Exercise
Look for the line containing "Ok(body) if body.success" in the entries below, then print that line and all that follow it exactly.

Record excerpts
━━━

use gloo_console::log;
use gloo_net::http::Request;
use serde::Deserialize;

use super::form::{LeadSubmission, SubmitOutcome};

#[derive(Deserialize)]
pub struct IntakeResponse {
    pub success: bool,
    #[serde(default)]
    pub message: Option<String>,
}

/// One POST per call. Transport and parse failures collapse into
/// `TransportFailed`; the caller does not distinguish between them.
pub async fn submit_lead(base_url: &str, lead: &LeadSubmission) -> SubmitOutcome {
    let request = match Request::post(&format!("{}/api/school-applications", base_url)).json(lead) {
        Ok(request) => request,
        Err(e) => {
            log!("Error building application request:", e.to_string());
            return SubmitOutcome::TransportFailed;
        }
    };

    match request.send().await {
        Ok(response) => match response.json::<IntakeResponse>().await {
            Ok(body) if body.success => SubmitOutcome::Accepted,
            Ok(body) => SubmitOutcome::Rejected(body.message),
            Err(e) => {
                log!("Error parsing application response:", e.to_string());
                SubmitOutcome::TransportFailed
            }
        },
        Err(e) => {
            log!("Error submitting application:", e.to_string());
            SubmitOutcome::TransportFailed
        }
    }
}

━━━

Response below
            Ok(body) if body.success => SubmitOutcome::Accepted,
            Ok(body) => SubmitOutcome::Rejected(body.message),
            Err(e) => {
                log!("Error parsing application response:", e.to_string());
                SubmitOutcome::TransportFailed
            }
        },
        Err(e) => {
            log!("Error submitting application:", e.to_string());
            SubmitOutcome::TransportFailed
        }
    }
}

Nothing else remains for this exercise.